This dip is a perennial and almost guaranteed crowd-pleaser. Serve it with plain crackers, slices of crusty bread, even tortilla chips – any of your favorite dippers. It’s also wonderful with sliced fresh vegetables such as cucumber, bell pepper, and fennel. When I have leftovers after a dinner party, I love to use it as a pasta sauce: just add a little more garlic, a splash of olive oil, and a few spoonfuls of ricotta. For any course, it’s absolutely divine!

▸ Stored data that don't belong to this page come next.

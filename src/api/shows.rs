//! Shows REST client

use std::time::Duration;

use anyhow::{Context, Result};
use async_trait::async_trait;
use reqwest::{Client, StatusCode};

use super::model::{
    CreateRatingRequest, Episode, EpisodeQuery, Rating, RatingValue, Show, ShowWithEpisodes,
};
use crate::features::ApiSettings;

/// Typed failures of the shows API
#[derive(Debug, thiserror::Error)]
pub enum ApiError {
    #[error("show {0} not found")]
    NotFound(String),
    #[error("upstream status {status} for {path}")]
    Status { status: StatusCode, path: String },
}

/// Data collaborator consumed by the player.
///
/// The player only relies on `get_show_episodes` returning episodes in the
/// order requested by the query.
#[async_trait]
pub trait ShowsService: Send + Sync {
    async fn get_shows(&self) -> Result<Vec<Show>>;
    async fn get_show(&self, show_id: &str) -> Result<ShowWithEpisodes>;
    async fn get_show_episodes(&self, show_id: &str, query: EpisodeQuery) -> Result<Vec<Episode>>;
    async fn like_show(&self, show_id: &str, value: RatingValue) -> Result<Rating>;
}

/// HTTP implementation of [`ShowsService`]
#[derive(Clone)]
pub struct ShowsClient {
    client: Client,
    base_url: String,
}

impl std::fmt::Debug for ShowsClient {
    fn fmt(&self, f: &mut std::fmt::Formatter<'_>) -> std::fmt::Result {
        f.debug_struct("ShowsClient")
            .field("client", &"<HttpClient>")
            .field("base_url", &self.base_url)
            .finish()
    }
}

impl ShowsClient {
    pub fn new(settings: &ApiSettings) -> Result<Self> {
        let client = Client::builder()
            .timeout(Duration::from_secs(settings.timeout_secs))
            .connect_timeout(Duration::from_secs(8))
            .build()
            .context("failed to build HTTP client")?;
        Ok(Self {
            client,
            base_url: settings.base_url.trim_end_matches('/').to_string(),
        })
    }

    fn url(&self, path: &str) -> String {
        format!("{}{}", self.base_url, path)
    }

    async fn check(&self, resp: reqwest::Response, path: &str) -> Result<reqwest::Response> {
        let status = resp.status();
        if status.is_success() {
            return Ok(resp);
        }
        tracing::warn!("Shows API {} returned {}", path, status);
        Err(ApiError::Status {
            status,
            path: path.to_string(),
        }
        .into())
    }
}

#[async_trait]
impl ShowsService for ShowsClient {
    async fn get_shows(&self) -> Result<Vec<Show>> {
        let path = "/api/v1/shows";
        let resp = self.client.get(self.url(path)).send().await?;
        let shows = self.check(resp, path).await?.json().await?;
        Ok(shows)
    }

    async fn get_show(&self, show_id: &str) -> Result<ShowWithEpisodes> {
        let path = format!("/api/v1/shows/{}", show_id);
        let resp = self.client.get(self.url(&path)).send().await?;
        if resp.status() == StatusCode::NOT_FOUND {
            return Err(ApiError::NotFound(show_id.to_string()).into());
        }
        let show = self.check(resp, &path).await?.json().await?;
        Ok(show)
    }

    async fn get_show_episodes(&self, show_id: &str, query: EpisodeQuery) -> Result<Vec<Episode>> {
        let path = format!("/api/v1/shows/{}/episodes", show_id);
        let resp = self
            .client
            .get(self.url(&path))
            .query(&query)
            .send()
            .await?;
        if resp.status() == StatusCode::NOT_FOUND {
            return Err(ApiError::NotFound(show_id.to_string()).into());
        }
        let episodes: Vec<Episode> = self
            .check(resp, &path)
            .await?
            .json()
            .await
            .with_context(|| format!("invalid episode list for show {}", show_id))?;
        tracing::debug!("Fetched {} episodes for show {}", episodes.len(), show_id);
        Ok(episodes)
    }

    async fn like_show(&self, show_id: &str, value: RatingValue) -> Result<Rating> {
        let path = format!("/api/v1/shows/{}/like", show_id);
        let resp = self
            .client
            .post(self.url(&path))
            .json(&CreateRatingRequest {
                rating_value: value,
            })
            .send()
            .await?;
        let rating = self.check(resp, &path).await?.json().await?;
        Ok(rating)
    }
}
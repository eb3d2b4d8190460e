//! Watch history operations

use std::collections::HashSet;

use anyhow::Result;
use sqlx::{Pool, Sqlite};

use crate::database::DbWatchedEpisode;
use crate::utils::current_timestamp;

/// All watched episode ids, oldest first
pub async fn get_watched_episodes(pool: &Pool<Sqlite>) -> Result<Vec<DbWatchedEpisode>> {
    let rows = sqlx::query_as::<_, DbWatchedEpisode>(
        "SELECT episode_id, watched_at FROM watch_history ORDER BY watched_at ASC, episode_id ASC",
    )
    .fetch_all(pool)
    .await?;
    Ok(rows)
}

/// Replace the whole watched set.
///
/// Ids already present keep their original `watched_at`.
pub async fn set_watched_episodes(pool: &Pool<Sqlite>, ids: &[String]) -> Result<()> {
    use sqlx::Acquire;

    let now = current_timestamp();
    let wanted: HashSet<&str> = ids.iter().map(String::as_str).collect();

    let mut conn = pool.acquire().await?;
    let mut tx = conn.begin().await?;

    let existing: Vec<String> = sqlx::query_scalar("SELECT episode_id FROM watch_history")
        .fetch_all(&mut *tx)
        .await?;
    for stale in existing.iter().filter(|id| !wanted.contains(id.as_str())) {
        sqlx::query("DELETE FROM watch_history WHERE episode_id = ?")
            .bind(stale)
            .execute(&mut *tx)
            .await?;
    }

    for id in &wanted {
        sqlx::query("INSERT OR IGNORE INTO watch_history (episode_id, watched_at) VALUES (?, ?)")
            .bind(*id)
            .bind(now)
            .execute(&mut *tx)
            .await?;
    }

    tx.commit().await?;
    Ok(())
}

/// Mark or unmark a single episode
pub async fn set_episode_watched(pool: &Pool<Sqlite>, episode_id: &str, watched: bool) -> Result<()> {
    if watched {
        sqlx::query("INSERT OR IGNORE INTO watch_history (episode_id, watched_at) VALUES (?, ?)")
            .bind(episode_id)
            .bind(current_timestamp())
            .execute(pool)
            .await?;
    } else {
        sqlx::query("DELETE FROM watch_history WHERE episode_id = ?")
            .bind(episode_id)
            .execute(pool)
            .await?;
    }
    Ok(())
}

/// Whether a single episode is in the watched set
pub async fn is_episode_watched(pool: &Pool<Sqlite>, episode_id: &str) -> Result<bool> {
    let count: i64 =
        sqlx::query_scalar("SELECT COUNT(*) FROM watch_history WHERE episode_id = ?")
            .bind(episode_id)
            .fetch_one(pool)
            .await?;
    Ok(count > 0)
}

/// Forget every watched episode
pub async fn clear_watch_history(pool: &Pool<Sqlite>) -> Result<()> {
    sqlx::query("DELETE FROM watch_history").execute(pool).await?;
    Ok(())
}
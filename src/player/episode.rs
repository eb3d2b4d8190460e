//! Episodes as the player sees them: server data plus the local watched view

use std::collections::HashSet;

use crate::api::Episode;

/// Episode with its effective watched flag
#[derive(Debug, Clone, PartialEq)]
pub struct EffectiveEpisode {
    pub episode: Episode,
    /// `watched_on_server || locally watched`
    pub watched: bool,
}

impl EffectiveEpisode {
    pub fn id(&self) -> &str {
        &self.episode.id
    }
}

/// Overlay local watched ids onto server episodes.
///
/// Order is preserved; sorting is the data service's job.
pub fn merge_watch_state(
    server_episodes: &[Episode],
    local_watched: &HashSet<String>,
) -> Vec<EffectiveEpisode> {
    server_episodes
        .iter()
        .map(|episode| EffectiveEpisode {
            watched: episode.watched_on_server || local_watched.contains(&episode.id),
            episode: episode.clone(),
        })
        .collect()
}


#[cfg(test)]
mod tests {
    use super::fixtures::*;
    use super::*;

    fn local(ids: &[&str]) -> HashSet<String> {
        ids.iter().map(|s| s.to_string()).collect()
    }

    #[test]
    fn watched_uses_or_semantics() {
        let mut server = episodes(4);
        server[0].watched_on_server = true;
        server[1].watched_on_server = true;

        let merged = merge_watch_state(&server, &local(&["ep1", "ep2"]));
        let flags: Vec<bool> = merged.iter().map(|e| e.watched).collect();
        // server-only, both, local-only, neither
        assert_eq!(flags, vec![true, true, true, false]);
    }

    #[test]
    fn merge_is_idempotent_and_order_preserving() {
        let server = vec![episode("c", 3), episode("a", 1), episode("b", 2)];
        let ids = local(&["a"]);

        let once = merge_watch_state(&server, &ids);
        let plain: Vec<Episode> = once.iter().map(|e| e.episode.clone()).collect();
        let twice = merge_watch_state(&plain, &ids);

        assert_eq!(once, twice);
        let order: Vec<&str> = once.iter().map(|e| e.id()).collect();
        assert_eq!(order, vec!["c", "a", "b"]);
    }

    #[test]
    fn unknown_local_ids_are_ignored() {
        let merged = merge_watch_state(&episodes(2), &local(&["elsewhere"]));
        assert!(merged.iter().all(|e| !e.watched));
    }
}
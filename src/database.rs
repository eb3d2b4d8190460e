//! Database module for persistent storage
//! Uses SQLite via sqlx for the local watch history

mod models;
mod ops;
mod repository;
mod schema;

pub use models::*;
pub use repository::Database;
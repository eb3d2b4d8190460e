//! Utility functions

use std::path::PathBuf;
use std::time::{SystemTime, UNIX_EPOCH};

use directories::ProjectDirs;

/// Platform directories for reelswipe
pub fn project_dirs() -> Option<ProjectDirs> {
    ProjectDirs::from("com", "reelswipe", "Reelswipe")
}

/// Default SQLite location inside the platform data directory
pub fn default_database_path() -> PathBuf {
    project_dirs()
        .map(|dirs| dirs.data_dir().to_path_buf())
        .unwrap_or_else(|| PathBuf::from("."))
        .join("reelswipe.db")
}

/// Get current Unix timestamp
pub fn current_timestamp() -> i64 {
    SystemTime::now()
        .duration_since(UNIX_EPOCH)
        .map(|d| d.as_secs() as i64)
        .unwrap_or(0)
}

/// Format a duration in seconds as `m:ss` (or `h:mm:ss`)
pub fn format_duration(secs: f64) -> String {
    let total = if secs.is_finite() && secs > 0.0 {
        secs.round() as u64
    } else {
        0
    };
    let (h, m, s) = (total / 3600, (total / 60) % 60, total % 60);
    if h > 0 {
        format!("{}:{:02}:{:02}", h, m, s)
    } else {
        format!("{}:{:02}", m, s)
    }
}

#[cfg(test)]
mod tests {
    use super::*;

    #[test]
    fn durations() {
        assert_eq!(format_duration(0.0), "0:00");
        assert_eq!(format_duration(93.4), "1:33");
        assert_eq!(format_duration(3725.0), "1:02:05");
        assert_eq!(format_duration(f64::NAN), "0:00");
    }

    #[test]
    fn database_lives_under_data_dir() {
        assert!(default_database_path().ends_with("reelswipe.db"));
    }
}
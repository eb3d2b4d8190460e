//! Liked shows on this device
//!
//! Kept in memory for the life of the process. [`Likes::rate`] applies the
//! rating locally before the server call and reverts it if the call fails.

use anyhow::Result;

use crate::api::{Rating, RatingValue, Show, ShowsService};

use super::id_set::{IdSnapshot, SharedIdSet};

#[derive(Debug, Clone, Default)]
pub struct Likes {
    liked: SharedIdSet,
}

impl Likes {
    pub fn like(&self, show_id: &str) -> bool {
        self.liked.insert(show_id)
    }

    pub fn unlike(&self, show_id: &str) -> bool {
        self.liked.remove(show_id)
    }

    pub fn is_liked(&self, show_id: &str) -> bool {
        self.liked.contains(show_id)
    }

    pub fn clear(&self) {
        self.liked.clear();
    }

    pub fn snapshot(&self) -> IdSnapshot {
        self.liked.snapshot()
    }

    /// The liked subset of `shows`, in their order
    pub fn liked_shows<'a>(&self, shows: &'a [Show]) -> Vec<&'a Show> {
        let liked = self.snapshot();
        shows.iter().filter(|s| liked.contains(&s.id)).collect()
    }

    /// Rate a show on the server, updating the local set optimistically
    pub async fn rate(
        &self,
        shows: &dyn ShowsService,
        show_id: &str,
        value: RatingValue,
    ) -> Result<Rating> {
        let was_liked = self.is_liked(show_id);
        match value {
            RatingValue::Like => self.like(show_id),
            RatingValue::Dislike => self.unlike(show_id),
        };

        match shows.like_show(show_id, value).await {
            Ok(rating) => Ok(rating),
            Err(e) => {
                tracing::warn!("Rating show {} failed, reverting: {:#}", show_id, e);
                if was_liked {
                    self.like(show_id);
                } else {
                    self.unlike(show_id);
                }
                Err(e)
            }
        }
    }
}

#[cfg(test)]
mod tests {
    use super::*;
    use crate::api::{Episode, EpisodeQuery, ShowWithEpisodes};
    use async_trait::async_trait;

    struct RatingService {
        fail: bool,
    }

    #[async_trait]
    impl ShowsService for RatingService {
        async fn get_shows(&self) -> Result<Vec<Show>> {
            Ok(Vec::new())
        }

        async fn get_show(&self, show_id: &str) -> Result<ShowWithEpisodes> {
            anyhow::bail!("show {} not stubbed", show_id)
        }

        async fn get_show_episodes(
            &self,
            _show_id: &str,
            _query: EpisodeQuery,
        ) -> Result<Vec<Episode>> {
            Ok(Vec::new())
        }

        async fn like_show(&self, show_id: &str, value: RatingValue) -> Result<Rating> {
            if self.fail {
                anyhow::bail!("503 Service Unavailable");
            }
            Ok(Rating {
                id: "r-1".to_string(),
                show_id: show_id.to_string(),
                rating_value: value,
                created_at: None,
            })
        }
    }

    fn show(id: &str) -> Show {
        Show {
            id: id.to_string(),
            title: format!("Show {}", id),
            description: None,
            cover_url: None,
            likes: 0,
            dislikes: 0,
            created_at: None,
            updated_at: None,
        }
    }

    #[test]
    fn like_and_unlike_locally() {
        let likes = Likes::default();
        assert!(likes.like("s1"));
        assert!(!likes.like("s1"));
        assert!(likes.is_liked("s1"));

        let before = likes.snapshot();
        assert!(likes.unlike("s1"));
        assert!(before.contains("s1"));
        assert!(!likes.is_liked("s1"));
    }

    #[test]
    fn liked_shows_keep_catalogue_order() {
        let likes = Likes::default();
        likes.like("c");
        likes.like("a");
        let shows = [show("a"), show("b"), show("c")];

        let ids: Vec<&str> = likes.liked_shows(&shows).iter().map(|s| s.id.as_str()).collect();
        assert_eq!(ids, vec!["a", "c"]);

        likes.clear();
        assert!(likes.liked_shows(&shows).is_empty());
    }

    #[tokio::test]
    async fn rate_keeps_the_like_on_success() {
        let likes = Likes::default();
        let rating = likes
            .rate(&RatingService { fail: false }, "s1", RatingValue::Like)
            .await
            .unwrap();
        assert_eq!(rating.rating_value, RatingValue::Like);
        assert!(likes.is_liked("s1"));
    }

    #[tokio::test]
    async fn failed_rate_reverts() {
        let service = RatingService { fail: true };
        let likes = Likes::default();

        assert!(likes.rate(&service, "s1", RatingValue::Like).await.is_err());
        assert!(!likes.is_liked("s1"));

        likes.like("s2");
        assert!(likes.rate(&service, "s2", RatingValue::Dislike).await.is_err());
        assert!(likes.is_liked("s2"));
    }
}
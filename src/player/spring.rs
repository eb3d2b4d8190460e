//! Spring physics for the snap-back motion
//!
//! Uses time-based analytical solutions rather than frame-by-frame integration,
//! so the result does not depend on the host's frame rate.
//!
//! Overdamped condition: `1.0 <= damping / (2.0 * sqrt(stiffness * mass))`
//!
//! ### Overdamped
//! ```text
//! angular_frequency = -sqrt(stiffness / mass)
//! leftover = -angular_frequency * delta - velocity
//! position(t) = to - (delta + t * leftover) * e^(t * angular_frequency)
//! ```
//!
//! ### Underdamped
//! ```text
//! damping_frequency = sqrt(4 * mass * stiffness - damping^2)
//! leftover = (damping * delta - 2 * mass * velocity) / damping_frequency
//! position(t) = to - (cos(t * dfm) * delta + sin(t * dfm) * leftover) * e^(t * dm)
//! ```

use std::f64::consts::E;

/// Numerical derivative step size
const H: f64 = 0.001;

/// Distance and speed under which the spring counts as settled
const REST_EPSILON: f64 = 0.5;

/// Spring parameters for physics simulation
#[derive(Debug, Clone, Copy, PartialEq)]
pub struct SpringParams {
    pub mass: f64,
    pub damping: f64,
    pub stiffness: f64,
}

impl SpringParams {
    /// Feed snap-back: critically damped enough not to overshoot visibly
    pub const SNAP_BACK: Self = Self {
        mass: 1.0,
        damping: 26.0,
        stiffness: 170.0,
    };

    pub fn is_overdamped(&self) -> bool {
        1.0 <= self.damping / (2.0 * (self.stiffness * self.mass).sqrt())
    }
}

impl Default for SpringParams {
    fn default() -> Self {
        Self::SNAP_BACK
    }
}

/// Closed-form position at time `t` after release
#[derive(Debug, Clone, Copy)]
enum Solution {
    Overdamped {
        angular_frequency: f64,
        leftover: f64,
    },
    Underdamped {
        leftover: f64,
        dfm: f64,
        dm: f64,
    },
}

/// One spring motion from `from` (with initial `velocity`) to `to`
#[derive(Debug, Clone)]
pub struct Spring {
    to: f64,
    delta: f64,
    elapsed: f64,
    position: f64,
    solution: Solution,
}

impl Spring {
    pub fn new(from: f64, velocity: f64, to: f64, params: SpringParams) -> Self {
        let SpringParams {
            mass,
            damping,
            stiffness,
        } = params;
        let delta = to - from;

        let solution = if params.is_overdamped() {
            let angular_frequency = -(stiffness / mass).sqrt();
            Solution::Overdamped {
                angular_frequency,
                leftover: -angular_frequency * delta - velocity,
            }
        } else {
            let damping_frequency = (4.0 * mass * stiffness - damping.powi(2)).sqrt();
            Solution::Underdamped {
                leftover: (damping * delta - 2.0 * mass * velocity) / damping_frequency,
                dfm: 0.5 * damping_frequency / mass,
                dm: -0.5 * damping / mass,
            }
        };

        Self {
            to,
            delta,
            elapsed: 0.0,
            position: from,
            solution,
        }
    }

    fn position_at(&self, t: f64) -> f64 {
        // The closed forms measure displacement from `to`
        match self.solution {
            Solution::Overdamped {
                angular_frequency,
                leftover,
            } => self.to - (self.delta + t * leftover) * E.powf(t * angular_frequency),
            Solution::Underdamped { leftover, dfm, dm } => {
                self.to
                    - ((t * dfm).cos() * self.delta + (t * dfm).sin() * leftover)
                        * E.powf(t * dm)
            }
        }
    }

    /// Advance by `dt` seconds and return the new position.
    ///
    /// Snaps exactly onto the target once at rest.
    pub fn update(&mut self, dt: f64) -> f64 {
        self.elapsed += dt.max(0.0);
        self.position = self.position_at(self.elapsed);
        if self.arrived() {
            self.position = self.to;
        }
        self.position
    }

    pub fn position(&self) -> f64 {
        self.position
    }

    pub fn velocity(&self) -> f64 {
        let t = self.elapsed.max(H);
        (self.position_at(t + H) - self.position_at(t - H)) / (2.0 * H)
    }

    pub fn target(&self) -> f64 {
        self.to
    }

    pub fn arrived(&self) -> bool {
        (self.to - self.position).abs() < REST_EPSILON && self.velocity().abs() < REST_EPSILON
    }
}
//! Shows API model types
//!
//! Wire structures for the `/api/v1/shows` endpoints.

use serde::{Deserialize, Serialize};

/// A show as listed by the catalogue
#[derive(Debug, Clone, PartialEq, Serialize, Deserialize)]
#[serde(rename_all = "camelCase")]
pub struct Show {
    pub id: String,
    pub title: String,
    #[serde(default)]
    pub description: Option<String>,
    #[serde(default)]
    pub cover_url: Option<String>,
    #[serde(default)]
    pub likes: u64,
    #[serde(default)]
    pub dislikes: u64,
    #[serde(default)]
    pub created_at: Option<String>,
    #[serde(default)]
    pub updated_at: Option<String>,
}

/// Show detail with its episode list embedded
#[derive(Debug, Clone, PartialEq, Serialize, Deserialize)]
#[serde(rename_all = "camelCase")]
pub struct ShowWithEpisodes {
    #[serde(flatten)]
    pub show: Show,
    #[serde(default)]
    pub episodes: Vec<Episode>,
}

/// Episode as reported by the server.
///
/// `watched` is the server's view only; the local session view is layered on
/// top by [`crate::player::merge_watch_state`].
#[derive(Debug, Clone, PartialEq, Serialize, Deserialize)]
#[serde(rename_all = "camelCase")]
pub struct Episode {
    pub id: String,
    pub show_id: String,
    pub title: String,
    /// Position within the show, unique per show
    pub order: i64,
    #[serde(rename = "muxPlaybackId", alias = "playbackId", default)]
    pub playback_id: Option<String>,
    #[serde(default)]
    pub signed_playback_url: Option<String>,
    #[serde(default)]
    pub duration_sec: f64,
    #[serde(default)]
    pub thumbnail_url: Option<String>,
    #[serde(rename = "watched", default)]
    pub watched_on_server: bool,
}

/// Server-side episode filter
#[derive(Debug, Clone, Copy, PartialEq, Eq, Serialize, Deserialize, Default)]
#[serde(rename_all = "snake_case")]
pub enum EpisodeFilter {
    #[default]
    All,
    Watched,
    Unwatched,
}

/// Episode sort key
#[derive(Debug, Clone, Copy, PartialEq, Eq, Serialize, Deserialize, Default)]
#[serde(rename_all = "snake_case")]
pub enum EpisodeSortKey {
    Title,
    #[default]
    Order,
    CreatedAt,
}

/// Sort direction
#[derive(Debug, Clone, Copy, PartialEq, Eq, Serialize, Deserialize, Default)]
#[serde(rename_all = "snake_case")]
pub enum SortDirection {
    #[default]
    Asc,
    Desc,
}

/// Query options for the episode list endpoint
#[derive(Debug, Clone, Copy, PartialEq, Eq, Serialize, Deserialize, Default)]
#[serde(rename_all = "camelCase")]
pub struct EpisodeQuery {
    #[serde(skip_serializing_if = "Option::is_none")]
    pub filter_by: Option<EpisodeFilter>,
    #[serde(skip_serializing_if = "Option::is_none")]
    pub sort_by: Option<EpisodeSortKey>,
    #[serde(skip_serializing_if = "Option::is_none")]
    pub order_by: Option<SortDirection>,
}

impl EpisodeQuery {
    /// The ordering the player depends on: `order` ascending, all episodes
    pub fn playback_order() -> Self {
        Self {
            filter_by: None,
            sort_by: Some(EpisodeSortKey::Order),
            order_by: Some(SortDirection::Asc),
        }
    }
}

/// Like (1) or dislike (0)
#[derive(Debug, Clone, Copy, PartialEq, Eq)]
pub enum RatingValue {
    Dislike,
    Like,
}

impl RatingValue {
    pub fn as_wire(self) -> u8 {
        match self {
            Self::Dislike => 0,
            Self::Like => 1,
        }
    }
}

impl Serialize for RatingValue {
    fn serialize<S: serde::Serializer>(&self, serializer: S) -> Result<S::Ok, S::Error> {
        serializer.serialize_u8(self.as_wire())
    }
}

impl<'de> Deserialize<'de> for RatingValue {
    fn deserialize<D: serde::Deserializer<'de>>(deserializer: D) -> Result<Self, D::Error> {
        match u8::deserialize(deserializer)? {
            0 => Ok(Self::Dislike),
            1 => Ok(Self::Like),
            other => Err(serde::de::Error::custom(format!(
                "rating value must be 0 or 1, got {}",
                other
            ))),
        }
    }
}

/// Request body for `POST /shows/{id}/like`
#[derive(Debug, Clone, Copy, Serialize)]
#[serde(rename_all = "camelCase")]
pub struct CreateRatingRequest {
    pub rating_value: RatingValue,
}

/// Stored rating returned by the server
#[derive(Debug, Clone, PartialEq, Serialize, Deserialize)]
#[serde(rename_all = "camelCase")]
pub struct Rating {
    pub id: String,
    pub show_id: String,
    pub rating_value: RatingValue,
    #[serde(default)]
    pub created_at: Option<String>,
}
//! Database repository - main entry point
//! Delegates to ops modules for actual operations

use anyhow::Result;
use async_trait::async_trait;
use sqlx::{Pool, Sqlite, sqlite::SqlitePoolOptions};
use std::path::Path;

use super::{models::*, ops, schema};
use crate::features::WatchHistoryPersistence;

/// Database connection pool wrapper
#[derive(Debug, Clone)]
pub struct Database {
    pool: Pool<Sqlite>,
}

impl Database {
    /// Create and initialize database at the given path
    pub async fn new(db_path: &Path) -> Result<Self> {
        if let Some(parent) = db_path.parent() {
            tokio::fs::create_dir_all(parent).await?;
        }

        let db_url = format!("sqlite:{}?mode=rwc", db_path.display());

        let pool = SqlitePoolOptions::new()
            .max_connections(5)
            .connect(&db_url)
            .await?;

        // WAL keeps snapshot reads from blocking on background persistence
        sqlx::query("PRAGMA journal_mode = WAL")
            .execute(&pool)
            .await?;

        sqlx::query("PRAGMA synchronous = NORMAL")
            .execute(&pool)
            .await?;

        schema::run_migrations(&pool).await?;

        Ok(Self { pool })
    }

    /// Private in-memory database, one connection so every query sees the same data
    pub async fn open_in_memory() -> Result<Self> {
        let pool = SqlitePoolOptions::new()
            .max_connections(1)
            .connect("sqlite::memory:")
            .await?;
        schema::run_migrations(&pool).await?;
        Ok(Self { pool })
    }

    // ============ Watch History Operations ============

    pub async fn get_watched_episodes(&self) -> Result<Vec<DbWatchedEpisode>> {
        ops::get_watched_episodes(&self.pool).await
    }

    pub async fn set_watched_episodes(&self, ids: &[String]) -> Result<()> {
        ops::set_watched_episodes(&self.pool, ids).await
    }

    pub async fn set_episode_watched(&self, episode_id: &str, watched: bool) -> Result<()> {
        ops::set_episode_watched(&self.pool, episode_id, watched).await
    }

    pub async fn is_episode_watched(&self, episode_id: &str) -> Result<bool> {
        ops::is_episode_watched(&self.pool, episode_id).await
    }

    pub async fn clear_watch_history(&self) -> Result<()> {
        ops::clear_watch_history(&self.pool).await
    }
}

#[async_trait]
impl WatchHistoryPersistence for Database {
    async fn load_watched_ids(&self) -> Result<Vec<String>> {
        Ok(self
            .get_watched_episodes()
            .await?
            .into_iter()
            .map(|row| row.episode_id)
            .collect())
    }

    async fn store_watched_ids(&self, ids: Vec<String>) -> Result<()> {
        self.set_watched_episodes(&ids).await
    }
}

#[cfg(test)]
mod tests {
    use super::*;

    fn ids(list: &[&str]) -> Vec<String> {
        list.iter().map(|s| s.to_string()).collect()
    }

    #[tokio::test]
    async fn set_replaces_whole_set() {
        let db = Database::open_in_memory().await.unwrap();
        db.set_watched_episodes(&ids(&["a", "b", "c"])).await.unwrap();
        db.set_watched_episodes(&ids(&["b", "d"])).await.unwrap();

        let mut stored = db.load_watched_ids().await.unwrap();
        stored.sort();
        assert_eq!(stored, ids(&["b", "d"]));
    }

    #[tokio::test]
    async fn single_episode_toggle() {
        let db = Database::open_in_memory().await.unwrap();
        db.set_episode_watched("ep-1", true).await.unwrap();
        db.set_episode_watched("ep-1", true).await.unwrap();
        assert!(db.is_episode_watched("ep-1").await.unwrap());
        assert_eq!(db.get_watched_episodes().await.unwrap().len(), 1);

        db.set_episode_watched("ep-1", false).await.unwrap();
        assert!(!db.is_episode_watched("ep-1").await.unwrap());
    }

    #[tokio::test]
    async fn duplicate_ids_are_collapsed() {
        let db = Database::open_in_memory().await.unwrap();
        db.store_watched_ids(ids(&["x", "x", "y"])).await.unwrap();
        assert_eq!(db.load_watched_ids().await.unwrap().len(), 2);

        db.clear_watch_history().await.unwrap();
        assert!(db.load_watched_ids().await.unwrap().is_empty());
    }
}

From the Organic Authority Files
1 jar (14 to 16 ounces) whole artichoke hearts, drained, rinsed and patted dry
¼ cup olive oil, plus more for garnish (optional)
1 ½ cups (6 ounces) freshly grated Parmesan cheese
1 to 3 cloves garlic, coarsely chopped
¼ cup chopped fresh mint, plus more for garnish (optional)
Grated zest and juice of ½ lemon, plus for zest for garnish (optional)
1. In a food processor, combine the artichoke hearts, olive oil, Parmesan, garlic to taste, the ¼ cup min, and the lemon zest and juice and process to a smooth puree. Season with salt, pulsing as needed to combine. If the dip seems too thick, thin with a tablespoon or two of water.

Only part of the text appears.